Could you restate every record below word for word?
BEGIN PROVIDED DATA
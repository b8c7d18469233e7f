pub mod types;

pub use self::types::{Config, RenderConfig, ReportConfig};

use crate::error::{GraphError, Result};
use std::fs;
use std::path::Path;

/// File looked up in the working directory by [`Config::load`].
pub const CONFIG_FILE: &str = "digraph.toml";

impl Config {
    #[must_use]
    pub fn new() -> Self {
        Self::default()
    }

    /// Loads `digraph.toml` from the working directory, falling back to
    /// defaults when it is missing or malformed.
    #[must_use]
    pub fn load() -> Self {
        let path = Path::new(CONFIG_FILE);
        if !path.exists() {
            return Self::new();
        }
        match Self::load_from(path) {
            Ok(config) => config,
            Err(e) => {
                tracing::warn!(path = CONFIG_FILE, error = %e, "ignoring config file");
                Self::new()
            }
        }
    }

    /// Loads a config file from an explicit path.
    ///
    /// # Errors
    /// Returns error if the file cannot be read or is not valid TOML.
    pub fn load_from(path: &Path) -> Result<Self> {
        let content = fs::read_to_string(path).map_err(|source| GraphError::Io {
            source,
            path: path.to_path_buf(),
        })?;
        Self::parse_toml(&content)
    }

    /// Parses config from TOML text. Missing keys take their defaults.
    ///
    /// # Errors
    /// Returns error if the text is not valid TOML for this schema.
    pub fn parse_toml(content: &str) -> Result<Self> {
        Ok(toml::from_str(content)?)
    }
}
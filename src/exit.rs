// src/exit.rs
//! Process exit codes for `digraph`.
//!
//! Provides a stable contract for scripts and automation.

use std::process::Termination;

use crate::error::GraphError;

#[derive(Debug, Clone, Copy, PartialEq, Eq)]
#[repr(i32)]
pub enum DigraphExit {
    /// Operation completed successfully.
    Success = 0,
    /// Generic error (IO, config, render output).
    Error = 1,
    /// Input validation failed (parse error, unknown node in a connection).
    InvalidInput = 2,
}

impl DigraphExit {
    #[must_use]
    pub fn code(self) -> i32 {
        self as i32
    }

    /// Classifies a failed command by the graph error at the root of its chain.
    #[must_use]
    pub fn from_error(err: &anyhow::Error) -> Self {
        let invalid = err
            .chain()
            .filter_map(|cause| cause.downcast_ref::<GraphError>())
            .any(GraphError::is_invalid_input);
        if invalid {
            Self::InvalidInput
        } else {
            Self::Error
        }
    }
}

impl Termination for DigraphExit {
    fn report(self) -> std::process::ExitCode {
        #[allow(clippy::cast_sign_loss, clippy::cast_possible_truncation)]
        std::process::ExitCode::from(self.code() as u8)
    }
}
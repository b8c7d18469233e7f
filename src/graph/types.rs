// src/graph/types.rs
//! Core records owned by the graph store.

use serde::Serialize;
use std::fmt;
use std::hash::Hash;

/// Bound for anything usable as a node identifier.
///
/// Identifiers are opaque: the graph only compares, hashes and prints them.
pub trait NodeId: Clone + Eq + Hash + fmt::Debug + fmt::Display {}

impl<T> NodeId for T where T: Clone + Eq + Hash + fmt::Debug + fmt::Display {}

/// A vertex and its degree counters.
#[derive(Debug, Clone, PartialEq, Eq, Serialize)]
pub struct Node<T> {
    id: T,
    /// Edges ending at this node.
    in_degree: usize,
    /// Edges starting at this node.
    out_degree: usize,
}

impl<T> Node<T> {
    #[must_use]
    pub fn new(id: T) -> Self {
        Self {
            id,
            in_degree: 0,
            out_degree: 0,
        }
    }

    #[must_use]
    pub fn id(&self) -> &T {
        &self.id
    }

    #[must_use]
    pub fn in_degree(&self) -> usize {
        self.in_degree
    }

    #[must_use]
    pub fn out_degree(&self) -> usize {
        self.out_degree
    }

    /// Total edge endpoints touching this node. A self-loop counts twice.
    #[must_use]
    pub fn connection_count(&self) -> usize {
        self.in_degree + self.out_degree
    }

    /// Signed out-minus-in difference.
    #[must_use]
    #[allow(clippy::cast_possible_wrap)]
    pub fn imbalance(&self) -> isize {
        self.out_degree as isize - self.in_degree as isize
    }

    #[must_use]
    pub fn is_balanced(&self) -> bool {
        self.in_degree == self.out_degree
    }

    pub(crate) fn set_id(&mut self, id: T) {
        self.id = id;
    }

    pub(crate) fn record_outgoing(&mut self) {
        self.out_degree += 1;
    }

    pub(crate) fn record_incoming(&mut self) {
        self.in_degree += 1;
    }

    pub(crate) fn release_outgoing(&mut self) {
        self.out_degree = self.out_degree.saturating_sub(1);
    }

    pub(crate) fn release_incoming(&mut self) {
        self.in_degree = self.in_degree.saturating_sub(1);
    }
}

/// A directed edge. Identity is the ordered pair itself.
#[derive(Debug, Clone, PartialEq, Eq, Hash, Serialize)]
pub struct Edge<T> {
    pub source: T,
    pub target: T,
}

impl<T: PartialEq> Edge<T> {
    #[must_use]
    pub fn new(source: T, target: T) -> Self {
        Self { source, target }
    }

    #[must_use]
    pub fn is_self_loop(&self) -> bool {
        self.source == self.target
    }

    /// True if `id` is either endpoint.
    #[must_use]
    pub fn touches(&self, id: &T) -> bool {
        self.source == *id || self.target == *id
    }
}

impl<T: fmt::Display> fmt::Display for Edge<T> {
    fn fmt(&self, f: &mut fmt::Formatter<'_>) -> fmt::Result {
        write!(f, "{} -> {}", self.source, self.target)
    }
}

#[cfg(test)]
mod tests {
    use super::*;

    #[test]
    fn test_node_counters() {
        let mut node = Node::new(7);
        node.record_outgoing();
        node.record_outgoing();
        node.record_incoming();

        assert_eq!(node.out_degree(), 2);
        assert_eq!(node.in_degree(), 1);
        assert_eq!(node.connection_count(), 3);
        assert_eq!(node.imbalance(), 1);
        assert!(!node.is_balanced());

        node.release_outgoing();
        assert!(node.is_balanced());
    }

    #[test]
    fn test_release_never_underflows() {
        let mut node = Node::new("a");
        node.release_incoming();
        node.release_outgoing();
        assert_eq!(node.connection_count(), 0);
    }

    #[test]
    fn test_edge_helpers() {
        let edge = Edge::new(1, 2);
        assert!(edge.touches(&1));
        assert!(edge.touches(&2));
        assert!(!edge.touches(&3));
        assert!(!edge.is_self_loop());
        assert!(Edge::new(4, 4).is_self_loop());
        assert_eq!(edge.to_string(), "1 -> 2");
    }
}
END PROVIDED DATA
SOLVED EXERCISE:
repository b8c7d18469233e7f
pub mod types;

pub use self::types::{Config, RenderConfig, ReportConfig};

use crate::error::{GraphError, Result};
use std::fs;
use std::path::Path;

/// File looked up in the working directory by [`Config::load`].
pub const CONFIG_FILE: &str = "digraph.toml";

impl Config {
    #[must_use]
    pub fn new() -> Self {
        Self::default()
    }

    /// Loads `digraph.toml` from the working directory, falling back to
    /// defaults when it is missing or malformed.
    #[must_use]
    pub fn load() -> Self {
        let path = Path::new(CONFIG_FILE);
        if !path.exists() {
            return Self::new();
        }
        match Self::load_from(path) {
            Ok(config) => config,
            Err(e) => {
                tracing::warn!(path = CONFIG_FILE, error = %e, "ignoring config file");
                Self::new()
            }
        }
    }

    /// Loads a config file from an explicit path.
    ///
    /// # Errors
    /// Returns error if the file cannot be read or is not valid TOML.
    pub fn load_from(path: &Path) -> Result<Self> {
        let content = fs::read_to_string(path).map_err(|source| GraphError::Io {
            source,
            path: path.to_path_buf(),
        })?;
        Self::parse_toml(&content)
    }

    /// Parses config from TOML text. Missing keys take their defaults.
    ///
    /// # Errors
    /// Returns error if the text is not valid TOML for this schema.
    pub fn parse_toml(content: &str) -> Result<Self> {
        Ok(toml::from_str(content)?)
    }
}
filename src/exit.rs
// src/exit.rs
//! Process exit codes for `digraph`.
//!
//! Provides a stable contract for scripts and automation.

use std::process::Termination;

use crate::error::GraphError;

#[derive(Debug, Clone, Copy, PartialEq, Eq)]
#[repr(i32)]
pub enum DigraphExit {
    /// Operation completed successfully.
    Success = 0,
    /// Generic error (IO, config, render output).
    Error = 1,
    /// Input validation failed (parse error, unknown node in a connection).
    InvalidInput = 2,
}

impl DigraphExit {
    #[must_use]
    pub fn code(self) -> i32 {
        self as i32
    }

    /// Classifies a failed command by the graph error at the root of its chain.
    #[must_use]
    pub fn from_error(err: &anyhow::Error) -> Self {
        let invalid = err
            .chain()
            .filter_map(|cause| cause.downcast_ref::<GraphError>())
            .any(GraphError::is_invalid_input);
        if invalid {
            Self::InvalidInput
        } else {
            Self::Error
        }
    }
}

impl Termination for DigraphExit {
    fn report(self) -> std::process::ExitCode {
        #[allow(clippy::cast_sign_loss, clippy::cast_possible_truncation)]
        std::process::ExitCode::from(self.code() as u8)
    }
}
repository b8c7d18469233e7f
filename src/graph/types.rs
// src/graph/types.rs
//! Core records owned by the graph store.

use serde::Serialize;
use std::fmt;
use std::hash::Hash;

/// Bound for anything usable as a node identifier.
///
/// Identifiers are opaque: the graph only compares, hashes and prints them.
pub trait NodeId: Clone + Eq + Hash + fmt::Debug + fmt::Display {}

impl<T> NodeId for T where T: Clone + Eq + Hash + fmt::Debug + fmt::Display {}

/// A vertex and its degree counters.
#[derive(Debug, Clone, PartialEq, Eq, Serialize)]
pub struct Node<T> {
    id: T,
    /// Edges ending at this node.
    in_degree: usize,
    /// Edges starting at this node.
    out_degree: usize,
}

impl<T> Node<T> {
    #[must_use]
    pub fn new(id: T) -> Self {
        Self {
            id,
            in_degree: 0,
            out_degree: 0,
        }
    }

    #[must_use]
    pub fn id(&self) -> &T {
        &self.id
    }

    #[must_use]
    pub fn in_degree(&self) -> usize {
        self.in_degree
    }

    #[must_use]
    pub fn out_degree(&self) -> usize {
        self.out_degree
    }

    /// Total edge endpoints touching this node. A self-loop counts twice.
    #[must_use]
    pub fn connection_count(&self) -> usize {
        self.in_degree + self.out_degree
    }

    /// Signed out-minus-in difference.
    #[must_use]
    #[allow(clippy::cast_possible_wrap)]
    pub fn imbalance(&self) -> isize {
        self.out_degree as isize - self.in_degree as isize
    }

    #[must_use]
    pub fn is_balanced(&self) -> bool {
        self.in_degree == self.out_degree
    }

    pub(crate) fn set_id(&mut self, id: T) {
        self.id = id;
    }

    pub(crate) fn record_outgoing(&mut self) {
        self.out_degree += 1;
    }

    pub(crate) fn record_incoming(&mut self) {
        self.in_degree += 1;
    }

    pub(crate) fn release_outgoing(&mut self) {
        self.out_degree = self.out_degree.saturating_sub(1);
    }

    pub(crate) fn release_incoming(&mut self) {
        self.in_degree = self.in_degree.saturating_sub(1);
    }
}

/// A directed edge. Identity is the ordered pair itself.
#[derive(Debug, Clone, PartialEq, Eq, Hash, Serialize)]
pub struct Edge<T> {
    pub source: T,
    pub target: T,
}

impl<T: PartialEq> Edge<T> {
    #[must_use]
    pub fn new(source: T, target: T) -> Self {
        Self { source, target }
    }

    #[must_use]
    pub fn is_self_loop(&self) -> bool {
        self.source == self.target
    }

    /// True if `id` is either endpoint.
    #[must_use]
    pub fn touches(&self, id: &T) -> bool {
        self.source == *id || self.target == *id
    }
}

impl<T: fmt::Display> fmt::Display for Edge<T> {
    fn fmt(&self, f: &mut fmt::Formatter<'_>) -> fmt::Result {
        write!(f, "{} -> {}", self.source, self.target)
    }
}

#[cfg(test)]
mod tests {
    use super::*;

    #[test]
    fn test_node_counters() {
        let mut node = Node::new(7);
        node.record_outgoing();
        node.record_outgoing();
        node.record_incoming();

        assert_eq!(node.out_degree(), 2);
        assert_eq!(node.in_degree(), 1);
        assert_eq!(node.connection_count(), 3);
        assert_eq!(node.imbalance(), 1);
        assert!(!node.is_balanced());

        node.release_outgoing();
        assert!(node.is_balanced());
    }

    #[test]
    fn test_release_never_underflows() {
        let mut node = Node::new("a");
        node.release_incoming();
        node.release_outgoing();
        assert_eq!(node.connection_count(), 0);
    }

    #[test]
    fn test_edge_helpers() {
        let edge = Edge::new(1, 2);
        assert!(edge.touches(&1));
        assert!(edge.touches(&2));
        assert!(!edge.touches(&3));
        assert!(!edge.is_self_loop());
        assert!(Edge::new(4, 4).is_self_loop());
        assert_eq!(edge.to_string(), "1 -> 2");
    }
}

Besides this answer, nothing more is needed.